ESTRAGO FISCAL MENOR DO QUE ESPERADO!
(Claudio Adilson Gonçalez – O Estado de S.Paulo, 28) Quando os países desenvolvidos anunciam medidas de expansão de gastos, como os bilionários pacotes para compensar os danos econômicos da pandemia, o mercado financeiro torna-se otimista, com reflexos altistas nos preços das ações e redução da aversão ao risco. Aqui, no Brasil, ocorre exatamente o contrário. Qualquer suspeita de aumentos das despesas públicas tem forte impacto negativo sobre as expectativas dos agentes econômicos. Há várias razões para esse comportamento tão oposto, e as duas principais são as seguintes.
A primeira é que o Brasil, mais de uma vez, declarou moratória. A última foi em fevereiro de 1987, com a suspensão unilateral do pagamento dos juros sobre a dívida externa. Sem falar da redução forçada (haircut) do valor real da dívida interna, ocorrida nos vários planos econômicos para conter a hiperinflação. Ou seja, nosso passado nos condena.
A segunda é que nosso sistema político é frágil e pouco eficaz na condução de políticas públicas, o que gera muita instabilidade na economia. Desde a década de 1980 o País não consegue engatar um ciclo duradouro de crescimento. Isso, obviamente, põe a sustentabilidade do passivo público permanentemente em xeque.
Essas são as maiores restrições à validade, entre nós, da chamada Moderna Teoria Monetária, que tem como maior defensor no Brasil o brilhante economista André Lara Resende. Essa teoria tem como princípio fundamental a ideia de que todo governo que emite a moeda na qual sua dívida está denominada não possui restrição orçamentária.
Tudo isso para dizer que não é necessário ser um economista ortodoxo radical, tampouco um fiscalista extremo, para entender a necessidade premente de manter as contas públicas sob controle. Felizmente, o custo fiscal da pandemia no Brasil ficou muito menor do que o esperado.
Tornou-se lugar comum, e continua sendo utilizada por economistas de grande reputação, a expressão “com a dívida bruta em quase 100% do PIB…”. De fato, durante o segundo trimestre deste ano, projetava-se um resultado primário negativo de quase 15% do PIB, e a dívida bruta, conceito Banco Central, alcançaria e logo superaria a marca psicológica de 100% do PIB. Ocorre que alguns fatos mudaram completamente esses números:
1) queda real do PIB em 2020 bem inferior à inicialmente projetada;
2) revisão, para maior, feita pelo IBGE do crescimento real do PIB desde 2018;
3) surpresa (para cima) nas variações de diversos índices de inflação que, entre outros efeitos, deve fazer com que o deflator, usado para estimar o valor nominal do PIB, supere 5% em 2020; e
4) como consequência dos pontos 1 e 3, a arrecadação do governo também superou bastante as expectativas.
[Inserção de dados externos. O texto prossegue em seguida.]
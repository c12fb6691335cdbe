//! Budget variance: actual spend against forecast and budget.

use serde::{Deserialize, Serialize};
use tracing::{debug, warn};

use crate::analysis::stats::safe_ratio;
use crate::detect::Severity;
use crate::forecast::Forecast;
use crate::recommendation::{Priority, Recommendation, RecommendationKind};

/// Utilization levels (percent of budget) that raise an alert.
pub const ALERT_LEVELS: [f64; 4] = [50.0, 75.0, 90.0, 100.0];

#[derive(Debug, Clone, Copy, PartialEq, Eq, PartialOrd, Ord, Serialize, Deserialize)]
#[serde(rename_all = "lowercase")]
pub enum VarianceCategory {
    Minimal,
    Minor,
    Moderate,
    Significant,
}

impl VarianceCategory {
    /// Bucket by the magnitude of the variance percentage.
    pub fn from_variance_pct(variance_pct: f64) -> Self {
        match variance_pct.abs() {
            v if v >= 25.0 => VarianceCategory::Significant,
            v if v >= 10.0 => VarianceCategory::Moderate,
            v if v >= 5.0 => VarianceCategory::Minor,
            _ => VarianceCategory::Minimal,
        }
    }
}

#[derive(Debug, Clone, Copy, PartialEq, Eq, PartialOrd, Ord, Serialize, Deserialize)]
#[serde(rename_all = "SCREAMING_SNAKE_CASE")]
pub enum BudgetStatus {
    Healthy,
    Warning,
    Critical,
    Exceeded,
}

impl BudgetStatus {
    pub fn from_utilization(utilization_pct: f64) -> Self {
        match utilization_pct {
            u if u >= 100.0 => BudgetStatus::Exceeded,
            u if u >= 90.0 => BudgetStatus::Critical,
            u if u >= 75.0 => BudgetStatus::Warning,
            _ => BudgetStatus::Healthy,
        }
    }
}

/// A crossed utilization level. Ids are stable per budget and level so the
/// caller can deduplicate repeated alerts.
#[derive(Debug, Clone, PartialEq, Serialize, Deserialize)]
pub struct BudgetAlert {
    pub id: String,
    pub threshold_pct: f64,
    pub utilization_pct: f64,
    pub severity: Severity,
    pub message: String,
}

#[derive(Debug, Clone, PartialEq, Serialize, Deserialize)]
pub struct BudgetVariance {
    pub budget_id: String,
    pub actual_spend: f64,
    pub budget_amount: f64,
    #[serde(skip_serializing_if = "Option::is_none")]
    pub predicted_spend: Option<f64>,
    pub actual_vs_budget_pct: f64,
    #[serde(skip_serializing_if = "Option::is_none")]
    pub forecast_variance_pct: Option<f64>,
    pub category: VarianceCategory,
    pub status: BudgetStatus,
    pub alerts: Vec<BudgetAlert>,
    pub recommendations: Vec<Recommendation>,
}

/// Compare actual spend with the forecast's current month and the budget.
pub fn analyze_variance(forecast: &Forecast, actual_spend: f64, budget_amount: f64) -> BudgetVariance {
    let predicted_spend = forecast.base_forecast.first().copied();

    let forecast_variance_pct = predicted_spend.map(|predicted| {
        if predicted <= 0.0 {
            warn!(budget_id = %forecast.budget_id, "forecast predicts zero spend, variance set to 0");
        }
        safe_ratio(actual_spend - predicted, predicted) * 100.0
    });
    let category = VarianceCategory::from_variance_pct(forecast_variance_pct.unwrap_or(0.0));

    if budget_amount <= 0.0 {
        warn!(budget_id = %forecast.budget_id, budget_amount, "budget amount is not positive, utilization set to 0");
    }
    let actual_vs_budget_pct = if budget_amount > 0.0 {
        safe_ratio(actual_spend, budget_amount) * 100.0
    } else {
        0.0
    };
    let status = BudgetStatus::from_utilization(actual_vs_budget_pct);
    let alerts = budget_alerts(&forecast.budget_id, actual_vs_budget_pct);

    let recommendations = recommendations(
        actual_spend,
        budget_amount,
        actual_vs_budget_pct,
        status,
        forecast_variance_pct,
        category,
    );

    debug!(
        budget_id = %forecast.budget_id,
        utilization = actual_vs_budget_pct,
        ?status,
        ?category,
        alerts = alerts.len(),
        "budget variance analyzed"
    );

    BudgetVariance {
        budget_id: forecast.budget_id.clone(),
        actual_spend,
        budget_amount,
        predicted_spend,
        actual_vs_budget_pct,
        forecast_variance_pct,
        category,
        status,
        alerts,
        recommendations,
    }
}

fn budget_alerts(budget_id: &str, utilization_pct: f64) -> Vec<BudgetAlert> {
    ALERT_LEVELS
        .iter()
        .filter(|&&level| utilization_pct >= level)
        .map(|&level| {
            let severity = match level as u32 {
                100 => Severity::Critical,
                90 => Severity::High,
                75 => Severity::Medium,
                _ => Severity::Low,
            };
            BudgetAlert {
                id: format!("{}:{}", budget_id, level as u32),
                threshold_pct: level,
                utilization_pct,
                severity,
                message: format!(
                    "Budget {} has reached {:.1}% of its amount (threshold {}%)",
                    budget_id, utilization_pct, level as u32
                ),
            }
        })
        .collect()
}

fn recommendations(
    actual_spend: f64,
    budget_amount: f64,
    utilization_pct: f64,
    status: BudgetStatus,
    variance_pct: Option<f64>,
    category: VarianceCategory,
) -> Vec<Recommendation> {
    let mut out = Vec::new();

    if budget_amount <= 0.0 {
        out.push(Recommendation::new(
            RecommendationKind::AdjustBudget,
            Priority::Medium,
            "Set a budget amount",
            "No positive budget amount is configured, so utilization cannot be tracked.",
            "Define a monthly budget for this scope.",
        ));
    }

    match status {
        BudgetStatus::Exceeded => out.push(Recommendation::new(
            RecommendationKind::ReduceSpend,
            Priority::High,
            "Budget exceeded",
            format!(
                "Spend of ${:.2} is {:.1}% of the ${:.2} budget.",
                actual_spend, utilization_pct, budget_amount
            ),
            "Pause non-essential workloads and approve any further spend explicitly.",
        )),
        BudgetStatus::Critical => out.push(Recommendation::new(
            RecommendationKind::ReduceSpend,
            Priority::High,
            "Budget nearly exhausted",
            format!(
                "{:.1}% of the budget is used; ${:.2} remains.",
                utilization_pct,
                budget_amount - actual_spend
            ),
            "Review the largest cost drivers and defer discretionary spend.",
        )),
        BudgetStatus::Warning => out.push(Recommendation::new(
            RecommendationKind::ReviewForecast,
            Priority::Medium,
            "Monitor spend closely",
            format!("{:.1}% of the budget is used.", utilization_pct),
            "Check the forecast against the remaining budget weekly.",
        )),
        BudgetStatus::Healthy => {}
    }

    if let (Some(variance), VarianceCategory::Significant) = (variance_pct, category) {
        if variance > 0.0 {
            out.push(Recommendation::new(
                RecommendationKind::ReviewForecast,
                Priority::Medium,
                "Spend is running above forecast",
                format!("Actual spend is {:.1}% above the forecast.", variance),
                "Re-run the forecast with current growth and recent infrastructure changes.",
            ));
        } else {
            out.push(Recommendation::new(
                RecommendationKind::ReallocateBudget,
                Priority::Low,
                "Spend is running below forecast",
                format!("Actual spend is {:.1}% below the forecast.", variance.abs()),
                "Consider releasing unused budget to other teams.",
            ));
        }
    }

    if out.is_empty() {
        out.push(Recommendation::new(
            RecommendationKind::OnTrack,
            Priority::Low,
            "Spend on track",
            format!("{:.1}% of the budget is used and spend matches the forecast.", utilization_pct),
            "No action needed.",
        ));
    }

    out
}
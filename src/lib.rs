//! costpulse -- cloud cost baselines, anomaly detection and spend forecasting.
//!
//! The core is synchronous and stateless: every operation is a pure function
//! of its inputs plus the active [`detect::ThresholdConfig`]. Callers own the
//! data, the scheduling and the persistence.

pub mod analysis;
pub mod config;
pub mod detect;
pub mod error;
pub mod forecast;
pub mod model;
pub mod recommendation;

pub use analysis::{establish_baseline, BaselineAnalysis, ModelType};
pub use config::EngineConfig;
pub use detect::{detect_anomalies, Anomaly, DetectionResult, Severity, ThresholdConfig, ThresholdStore};
pub use error::{AnalysisError, Result};
pub use forecast::{analyze_variance, project_forecast, BudgetVariance, Forecast, ForecastRequest};
pub use model::{CostObservation, RawCostRecord, ResourceRecord};
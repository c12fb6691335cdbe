//! Input records consumed by the analysis core.
//!
//! Scanners and transports hand over [`RawCostRecord`]s; the core only ever
//! reasons about validated [`CostObservation`]s.

use std::collections::BTreeMap;

use chrono::{DateTime, Datelike, NaiveDate, Utc};
use serde::{Deserialize, Serialize};
use tracing::warn;

use crate::error::AnalysisError;

/// A single validated cost observation for one service in one region.
#[derive(Debug, Clone, PartialEq, Serialize, Deserialize)]
pub struct CostObservation {
    pub timestamp: DateTime<Utc>,
    pub cost: f64,
    pub service: String,
    pub region: String,
    #[serde(default, skip_serializing_if = "Option::is_none")]
    pub resource_id: Option<String>,
}

impl CostObservation {
    pub fn new(
        timestamp: DateTime<Utc>,
        cost: f64,
        service: impl Into<String>,
        region: impl Into<String>,
    ) -> Self {
        Self {
            timestamp,
            cost,
            service: service.into(),
            region: region.into(),
            resource_id: None,
        }
    }

    /// Costs must be finite and non-negative to take part in any statistic.
    pub fn is_well_formed(&self) -> bool {
        self.cost.is_finite() && self.cost >= 0.0
    }
}

/// Cost record as it arrives from a scanner, before validation.
#[derive(Debug, Clone, Serialize, Deserialize)]
pub struct RawCostRecord {
    pub timestamp: String,
    pub cost: f64,
    #[serde(default)]
    pub service: String,
    #[serde(default)]
    pub region: String,
    #[serde(default)]
    pub resource_id: Option<String>,
}

impl TryFrom<&RawCostRecord> for CostObservation {
    type Error = AnalysisError;

    fn try_from(raw: &RawCostRecord) -> Result<Self, Self::Error> {
        let timestamp = parse_timestamp(&raw.timestamp)?;
        if !raw.cost.is_finite() || raw.cost < 0.0 {
            return Err(AnalysisError::MalformedRecord {
                reason: format!("cost {} is negative or not a number", raw.cost),
            });
        }

        Ok(Self {
            timestamp,
            cost: raw.cost,
            service: raw.service.clone(),
            region: raw.region.clone(),
            resource_id: raw.resource_id.clone(),
        })
    }
}

/// Accepts RFC 3339 timestamps or bare `YYYY-MM-DD` dates (midnight UTC).
fn parse_timestamp(value: &str) -> Result<DateTime<Utc>, AnalysisError> {
    let value = value.trim();
    if let Ok(ts) = DateTime::parse_from_rfc3339(value) {
        return Ok(ts.with_timezone(&Utc));
    }
    NaiveDate::parse_from_str(value, "%Y-%m-%d")
        .ok()
        .and_then(|d| d.and_hms_opt(0, 0, 0))
        .map(|dt| dt.and_utc())
        .ok_or_else(|| AnalysisError::MalformedRecord {
            reason: format!("unparseable timestamp '{}'", value),
        })
}

/// Validate a batch of raw records, dropping malformed ones with a warning.
///
/// The result is sorted by timestamp; records sharing a timestamp keep their
/// input order.
pub fn sanitize_records(records: &[RawCostRecord]) -> Vec<CostObservation> {
    let mut observations = Vec::with_capacity(records.len());
    for (index, raw) in records.iter().enumerate() {
        match CostObservation::try_from(raw) {
            Ok(obs) => observations.push(obs),
            Err(e) => warn!(index, reason = %e, "skipping malformed cost record"),
        }
    }
    observations.sort_by_key(|o| o.timestamp);
    observations
}

/// Roll observations up into calendar-month totals, one per month, ordered.
///
/// Each total is stamped at midnight UTC on the first of its month. Service
/// and region carry over when the whole month agrees on them and are left
/// empty otherwise. Malformed observations are skipped.
pub fn monthly_totals(observations: &[CostObservation]) -> Vec<CostObservation> {
    let mut months: BTreeMap<(i32, u32), CostObservation> = BTreeMap::new();
    for obs in observations.iter().filter(|o| o.is_well_formed()) {
        let key = (obs.timestamp.year(), obs.timestamp.month());
        match months.get_mut(&key) {
            Some(total) => {
                total.cost += obs.cost;
                if total.service != obs.service {
                    total.service.clear();
                }
                if total.region != obs.region {
                    total.region.clear();
                }
            }
            None => {
                let Some(start) = NaiveDate::from_ymd_opt(key.0, key.1, 1)
                    .and_then(|d| d.and_hms_opt(0, 0, 0))
                else {
                    continue;
                };
                months.insert(
                    key,
                    CostObservation::new(start.and_utc(), obs.cost, obs.service.clone(), obs.region.clone()),
                );
            }
        }
    }
    months.into_values().collect()
}

/// Resource-level cost snapshot used for root cause attribution.
#[derive(Debug, Clone, PartialEq, Serialize, Deserialize)]
pub struct ResourceRecord {
    pub resource_id: String,
    /// Service the resource belongs to (e.g. `ec2`, `rds`).
    pub resource_type: String,
    #[serde(default)]
    pub region: String,
    #[serde(default, skip_serializing_if = "Option::is_none")]
    pub name: Option<String>,
    pub current_cost: f64,
    pub historical_average_cost: f64,
}

impl ResourceRecord {
    /// Cost growth over the historical average; decreases count as zero.
    pub fn cost_increase(&self) -> f64 {
        let delta = self.current_cost - self.historical_average_cost;
        if delta.is_finite() {
            delta.max(0.0)
        } else {
            0.0
        }
    }

    pub fn display_name(&self) -> &str {
        self.name.as_deref().unwrap_or(&self.resource_id)
    }
}

#[cfg(test)]
mod tests {
    use super::*;

    fn raw(ts: &str, cost: f64) -> RawCostRecord {
        RawCostRecord {
            timestamp: ts.to_string(),
            cost,
            service: "ec2".to_string(),
            region: "us-east-1".to_string(),
            resource_id: None,
        }
    }

    #[test]
    fn test_parse_rfc3339_and_date() {
        let a = CostObservation::try_from(&raw("2024-03-01T12:00:00Z", 10.0)).unwrap();
        assert_eq!(a.timestamp.to_rfc3339(), "2024-03-01T12:00:00+00:00");

        let b = CostObservation::try_from(&raw("2024-03-02", 10.0)).unwrap();
        assert_eq!(b.timestamp.to_rfc3339(), "2024-03-02T00:00:00+00:00");
    }

    #[test]
    fn test_rejects_negative_cost_and_bad_timestamp() {
        assert!(matches!(
            CostObservation::try_from(&raw("2024-03-01", -1.0)),
            Err(AnalysisError::MalformedRecord { .. })
        ));
        assert!(matches!(
            CostObservation::try_from(&raw("yesterday", 1.0)),
            Err(AnalysisError::MalformedRecord { .. })
        ));
        assert!(CostObservation::try_from(&raw("2024-03-01", f64::NAN)).is_err());
    }

    #[test]
    fn test_sanitize_drops_and_sorts() {
        let records = vec![
            raw("2024-03-03", 3.0),
            raw("not-a-date", 9.0),
            raw("2024-03-01", 1.0),
            raw("2024-03-02", -5.0),
            raw("2024-03-02", 2.0),
        ];
        let obs = sanitize_records(&records);
        let costs: Vec<f64> = obs.iter().map(|o| o.cost).collect();
        assert_eq!(costs, vec![1.0, 2.0, 3.0]);
    }

    #[test]
    fn test_monthly_totals_sum_per_calendar_month() {
        let mut records: Vec<RawCostRecord> = (1..=31).map(|d| raw(&format!("2024-01-{:02}", d), 10.0)).collect();
        records.extend((1..=29).map(|d| raw(&format!("2024-02-{:02}", d), 20.0)));
        records.push(raw("2024-03-05T18:30:00Z", 7.5));
        let mut obs = sanitize_records(&records);
        obs[40].region = "eu-west-1".to_string();
        obs.push(CostObservation::new(obs[0].timestamp, -4.0, "ec2", "us-east-1"));

        let months = monthly_totals(&obs);
        let costs: Vec<f64> = months.iter().map(|m| m.cost).collect();
        assert_eq!(costs, vec![310.0, 580.0, 7.5]);
        assert_eq!(months[1].timestamp.to_rfc3339(), "2024-02-01T00:00:00+00:00");
        assert_eq!(months[0].region, "us-east-1");
        assert_eq!(months[1].region, "");
        assert_eq!(months[1].service, "ec2");
    }

    #[test]
    fn test_resource_cost_increase_floors_at_zero() {
        let mut r = ResourceRecord {
            resource_id: "i-1".to_string(),
            resource_type: "ec2".to_string(),
            region: String::new(),
            name: None,
            current_cost: 50.0,
            historical_average_cost: 80.0,
        };
        assert_eq!(r.cost_increase(), 0.0);
        r.current_cost = 120.0;
        assert_eq!(r.cost_increase(), 40.0);
        assert_eq!(r.display_name(), "i-1");
    }
}
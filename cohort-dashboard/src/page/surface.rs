//! Output seam for page controllers.

use crate::types::{ProfileCard, StatTile};
use cohort_core::{PageError, RenderError};
use std::io::Write;
use std::sync::Mutex;

/// Where a page draws. Implementations decide the markup.
pub trait Surface: Send + Sync {
    fn show_loading(&self, page: &str);
    fn show_login_prompt(&self, page: &str);
    /// Generic failure screen with a retry affordance.
    fn show_error(&self, page: &str, error: &PageError);
    fn render_profile(&self, profile: &ProfileCard) -> Result<(), RenderError>;
    fn render_stats(&self, stats: &[StatTile]) -> Result<(), RenderError>;
    fn render_section(&self, section: &str, lines: &[String]) -> Result<(), RenderError>;
    /// Empty/unavailable placeholder for one section.
    fn show_section_fallback(&self, section: &str, error: &RenderError);
}

/// Plain-text surface for terminals and logs.
#[derive(Debug)]
pub struct TerminalSurface<W> {
    out: Mutex<W>,
}

impl TerminalSurface<std::io::Stdout> {
    pub fn stdout() -> Self {
        Self::new(std::io::stdout())
    }
}

impl<W: Write + Send> TerminalSurface<W> {
    pub fn new(out: W) -> Self {
        Self {
            out: Mutex::new(out),
        }
    }

    pub fn into_inner(self) -> W {
        self.out
            .into_inner()
            .unwrap_or_else(|poisoned| poisoned.into_inner())
    }

    fn write(&self, section: &str, text: &str) -> Result<(), RenderError> {
        let mut out = self.out.lock().unwrap_or_else(|poisoned| poisoned.into_inner());
        writeln!(out, "{}", text).map_err(|err| RenderError::section(section, err.to_string()))
    }

    fn write_lossy(&self, text: &str) {
        let _ = self.write("surface", text);
    }
}

impl<W: Write + Send> Surface for TerminalSurface<W> {
    fn show_loading(&self, page: &str) {
        self.write_lossy(&format!("[{}] loading...", page));
    }

    fn show_login_prompt(&self, page: &str) {
        self.write_lossy(&format!("[{}] please sign in to continue", page));
    }

    fn show_error(&self, page: &str, error: &PageError) {
        self.write_lossy(&format!("[{}] something went wrong: {} (retry)", page, error));
    }

    fn render_profile(&self, profile: &ProfileCard) -> Result<(), RenderError> {
        let mut line = format!("== {} ({}) ==", profile.display_name, profile.role);
        if let Some(headline) = &profile.headline {
            line.push_str(&format!("\n   {}", headline));
        }
        self.write("profile", &line)
    }

    fn render_stats(&self, stats: &[StatTile]) -> Result<(), RenderError> {
        if stats.is_empty() {
            return self.write("stats", "   (no stats yet)");
        }
        let line = stats
            .iter()
            .map(|tile| match &tile.unit {
                Some(unit) => format!("{}: {} {}", tile.label, tile.value, unit),
                None => format!("{}: {}", tile.label, tile.value),
            })
            .collect::<Vec<_>>()
            .join(" | ");
        self.write("stats", &format!("   {}", line))
    }

    fn render_section(&self, section: &str, lines: &[String]) -> Result<(), RenderError> {
        let mut text = format!("-- {} --", section);
        for line in lines {
            text.push_str("\n   ");
            text.push_str(line);
        }
        self.write(section, &text)
    }

    fn show_section_fallback(&self, section: &str, error: &RenderError) {
        self.write_lossy(&format!("-- {} -- unavailable ({})", section, error));
    }
}
//! Cohort dashboard client.
//!
//! Ties the session layer and the coalescing cache together into the page
//! pipeline every dashboard view runs through:
//!
//! 1. [`RouteGuard`] waits for the session and enforces the route's
//!    [`cohort_core::RouteRequirement`].
//! 2. [`ContextResolver`] turns the session into role-scoped behavior.
//! 3. [`PageController`] waits for its dependencies, checks auth and role,
//!    loads through [`DashboardData`] and renders with per-section
//!    containment.
//!
//! [`RestClient`] and [`spawn_ws_feed`] are the network edges.

pub mod api_client;
pub mod config;
pub mod context;
pub mod error;
pub mod guard;
pub mod page;
pub mod pages;
pub mod realtime;
pub mod service;
pub mod subscriptions;
pub mod telemetry;
pub mod types;

pub use api_client::RestClient;
pub use config::{ConfigError, DashboardConfig, ReconnectConfig};
pub use context::{ContextResolver, ResolverState};
pub use error::{DashboardError, DashboardResult};
pub use guard::{GuardDecision, GuardWatch, Navigator, RedirectMarker, RouteGuard};
pub use page::{
    wait_for_dependencies, DashboardPage, Dependency, PageContext, PageController, PageOutcome,
    PageServices, RenderReport, SessionCheck, Surface, TerminalSurface,
};
pub use pages::{home_area, Route, RouteTable, RoleOverviewPage, Visit};
pub use realtime::{spawn_ws_feed, RealtimeEvent, RealtimeHub, WsFeed};
pub use service::{DashboardData, DashboardService, RefreshSummary};
pub use subscriptions::{Subscription, SubscriptionSet};
pub use telemetry::{init_tracing, LogFormat};
pub use types::*;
Segundo estimativas da MCM Consultores, o déficit primário deste ano deve ficar em R$ 761 bilhões, 10,2% (e não 15%) do PIB. A relação dívida bruta/PIB (DBGG/PIB) deve fechar o ano em 89,7%. Para 2021, se forem observados os parâmetros da Lei de Diretrizes Orçamentárias (LDO) e se o BNDES pagar ao Tesouro R$ 100 bilhões para amortizar sua dívida, como tem sido anunciado pelo Ministério da Economia, a relação DBGG/PIB tende até a cair ligeiramente.
E quanto à trajetória de longo prazo da dívida? Pode-se mostrar que, com algumas medidas, já com debates bastante avançados, destacando-se a reforma tributária, nos moldes da PEC 45, e a manutenção do teto de gastos, até 2036, com mudanças nas regras, a partir de 2023, como a proposta pelos economistas Fábio Giambiagi e Guilherme Tinoco, a relação DBGG/PIB é benigna, tendendo à estabilidade e, posteriormente, à queda.
O governo insiste em mostrar números piores, talvez como argumento contra a criação de pautas-bomba no Congresso Nacional. Isso não é uma boa prática. Dados fiscais precisam ser críveis e transparentes.